Activation requirements of circulating antigen-specific human CD8+ memory T cells probed with insect cell-based artificial antigen-presenting cells

We sought to define the molecular setup of an antigen-presenting cell that elicits antigen-specific T cell responses in vitro using insect cells that were infected with recombinant baculoviruses. Expression of single-chain HLA was complemented step-by-step with costimulatory molecules, including CD54 and CD80, by co-infection with the relevant viruses. Role of CD8 was assessed by introducing hybrid class I molecules where the alpha-3 domain of the HLA heavy chain molecule was replaced by its murine K-b counterpart.

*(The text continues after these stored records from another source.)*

//! LLM error types

use std::time::Duration;
use thiserror::Error;

/// Errors that can occur during LLM operations
#[derive(Debug, Error)]
pub enum LlmError {
    #[error("Rate limited, retry after {retry_after:?}")]
    RateLimited { retry_after: Duration },

    #[error("API error {status}: {message}")]
    ApiError { status: u16, message: String },

    #[error("Network error: {0}")]
    Network(#[from] reqwest::Error),

    #[error("Invalid response: {0}")]
    InvalidResponse(String),

    #[error("API key not found: set the {env_var} environment variable")]
    MissingApiKey { env_var: String },

    #[error("JSON serialization error: {0}")]
    Json(#[from] serde_json::Error),
}
#[cfg(test)]
mod tests {
    use super::*;

    fn sandbox() -> DockerSandbox {
        DockerSandbox::new(SandboxConfig::default(), "/tmp/script.py")
    }

    #[test]
    fn test_run_args_apply_limits() {
        let args = sandbox().run_args("dw-abc", "dw-run-abc");

        assert_eq!(args[0], "run");
        assert!(args.contains(&"--rm".to_string()));
        assert!(args.contains(&"-i".to_string()));
        assert!(args.contains(&"--memory=512m".to_string()));
        assert!(args.contains(&"--memory-swap=512m".to_string()));
        assert!(args.contains(&"--cpus=1.0".to_string()));
        assert!(args.contains(&"--network=none".to_string()));
        assert!(args.contains(&"--pids-limit=100".to_string()));
        assert!(args.contains(&"--security-opt=no-new-privileges".to_string()));
        assert_eq!(args.last().map(String::as_str), Some("dw-abc"));
    }

    #[test]
    fn test_build_args_point_at_context() {
        let args = sandbox().build_args("dw-abc", Path::new("/tmp/ctx"));

        assert_eq!(args[0], "build");
        assert!(args.contains(&"--force-rm".to_string()));
        assert!(args.contains(&"dw-abc".to_string()));
        assert!(args.contains(&"/tmp/ctx/Dockerfile".to_string()));
        assert_eq!(args.last().map(String::as_str), Some("/tmp/ctx"));
    }

    #[tokio::test]
    async fn test_missing_docker_binary_is_build_failure() {
        let dir = TempDir::new().unwrap();
        let script = dir.path().join("script.py");
        std::fs::write(&script, "print('hi')\n").unwrap();

        let config = SandboxConfig {
            docker_bin: "/nonexistent/docker".to_string(),
            ..SandboxConfig::default()
        };
        let result = DockerSandbox::new(config, &script).execute("FROM scratch\n", "").await;

        let ExecutionResult::BuildFailed { log } = result else {
            panic!("expected build failure, got {:?}", result);
        };
        assert!(log.contains("Failed to launch"));
    }

    #[tokio::test]
    async fn test_check_available_false_without_binary() {
        assert!(!DockerSandbox::check_available("/nonexistent/docker").await);
    }

    #[cfg(unix)]
    mod fake_docker {
        use super::*;
        use std::fs;
        use std::os::unix::fs::PermissionsExt;

        /// Workspace with a source script and a shell stand-in for docker
        struct Fixture {
            dir: TempDir,
            script: PathBuf,
            bin: PathBuf,
            log: PathBuf,
        }

        impl Fixture {
            fn new(build: &str, run: &str) -> Self {
                let dir = TempDir::new().unwrap();
                let script = dir.path().join("reverse.py");
                fs::write(&script, "import sys\nprint(' '.join(reversed(sys.stdin.read().split())))\n").unwrap();

                let log = dir.path().join("calls.log");
                let bin = dir.path().join("docker");
                let body = format!(
                    "#!/bin/sh\ncase \"$1\" in\n  build) {build} ;;\n  run) {run} ;;\n  rm|rmi) echo \"$1 $3\" >> '{log}' ;;\n  info) exit 0 ;;\nesac\n",
                    build = build,
                    run = run,
                    log = log.display()
                );
                fs::write(&bin, body).unwrap();
                fs::set_permissions(&bin, fs::Permissions::from_mode(0o755)).unwrap();

                Self { dir, script, bin, log }
            }

            fn sandbox(&self) -> DockerSandbox {
                let config = SandboxConfig {
                    docker_bin: self.bin.display().to_string(),
                    run_timeout_secs: 1,
                    ..SandboxConfig::default()
                };
                DockerSandbox::new(config, &self.script)
            }

            fn cleanup_log(&self) -> Vec<String> {
                fs::read_to_string(&self.log)
                    .unwrap_or_default()
                    .lines()
                    .map(str::to_string)
                    .collect()
            }

            fn cleanup_calls(&self) -> Vec<String> {
                fs::read_to_string(&self.log)
                    .unwrap_or_default()
                    .lines()
                    .map(|l| l.split_whitespace().next().unwrap_or_default().to_string())
                    .collect()
            }
        }

        #[tokio::test]
        async fn test_completed_run_feeds_stdin() {
            let fx = Fixture::new("exit 0", "cat");
            let result = fx.sandbox().execute("FROM python:3.12-slim\n", "Hello world\n").await;

            let ExecutionResult::Completed { stdout, exit_code, .. } = result else {
                panic!("expected completion, got {:?}", result);
            };
            assert_eq!(stdout, "Hello world\n");
            assert_eq!(exit_code, 0);
            assert_eq!(fx.cleanup_calls(), vec!["rm", "rmi"]);
            assert!(fx.dir.path().exists());
        }

        #[tokio::test]
        async fn test_build_failure_carries_log() {
            let fx = Fixture::new("echo 'unknown instruction: RUNN' >&2; exit 1", "exit 0");
            let result = fx.sandbox().execute("RUNN nothing\n", "").await;

            let ExecutionResult::BuildFailed { log } = result else {
                panic!("expected build failure, got {:?}", result);
            };
            assert!(log.contains("unknown instruction: RUNN"));
            assert!(log.contains("exited with code 1"));
            assert_eq!(fx.cleanup_calls(), vec!["rm", "rmi"]);
        }

        #[tokio::test]
        async fn test_nonzero_exit_is_run_failure() {
            let fx = Fixture::new("exit 0", "echo 'ModuleNotFoundError: requests' >&2; exit 3");
            let result = fx.sandbox().execute("FROM python:3.12-slim\n", "").await;

            assert_eq!(
                result,
                ExecutionResult::RunFailed {
                    exit_code: 3,
                    stderr: "ModuleNotFoundError: requests\n".to_string(),
                }
            );
        }

        #[tokio::test]
        async fn test_hanging_container_times_out() {
            let fx = Fixture::new("exit 0", "exec sleep 10");
            let start = Instant::now();
            let result = fx.sandbox().execute("FROM alpine\n", "").await;

            assert_eq!(
                result,
                ExecutionResult::RunTimedOut {
                    limit: Duration::from_secs(1)
                }
            );
            assert!(start.elapsed() < Duration::from_secs(8));
            assert_eq!(fx.cleanup_calls(), vec!["rm", "rmi"]);
        }

        #[tokio::test]
        async fn test_cancelled_execute_removes_container_and_image() {
            let fx = Fixture::new("exit 0", "exec sleep 20");
            let config = SandboxConfig {
                docker_bin: fx.bin.display().to_string(),
                run_timeout_secs: 30,
                ..SandboxConfig::default()
            };
            let sandbox = DockerSandbox::new(config, &fx.script);

            let start = Instant::now();
            let cancelled = tokio::time::timeout(
                Duration::from_millis(800),
                sandbox.execute("FROM alpine\n", "Hello world\n"),
            )
            .await;

            assert!(cancelled.is_err(), "execute should still be running");
            assert!(start.elapsed() < Duration::from_secs(10));

            // Dropping the future ran both guards before timeout returned
            let log = fx.cleanup_log();
            assert_eq!(log.len(), 2, "cleanup log: {:?}", log);
            let container = log[0].strip_prefix("rm dw-run-").expect("container removed first");
            let image = log[1].strip_prefix("rmi dw-").expect("image removed second");
            assert_eq!(container, image);
        }

        #[tokio::test]
        async fn test_check_available_with_fake_daemon() {
            let fx = Fixture::new("exit 0", "exit 0");
            assert!(DockerSandbox::check_available(&fx.bin.display().to_string()).await);
        }
    }
}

Circulating T cells that respond to the EBV-derived HLA-A2-restricted peptide GLGCTLVAML were previously shown to bear hallmarks of memory cells. We found that the HLA+peptide complex alone displayed on the surface of insect cells was sufficient to elicit IFN-gamma secretion from these freshly isolated CD8(+) T cells in ELISpot assays. Binding of CD8 was absolutely required, but coexpression of costimulatory molecules resulted only in minimal increase in the number of spots. Tumor antigen-specific CTL clones also reacted in a strictly antigen-specific manner, but required CD54 for quantitative responses. The amount of IFN-gamma produced by the individual reactive T cells was evaluated as spot size, and was also influenced by the costimulatory molecules: CD54 increased also the response magnitude of cultured CTL lines, while CD80 enhanced cytokine release from freshly isolated CD8(+) T cells. Understanding the stimulatory requirements of functionally competent effector/memory T cells and their exact enumeration will be helpful for increasing the efficacy of vaccines.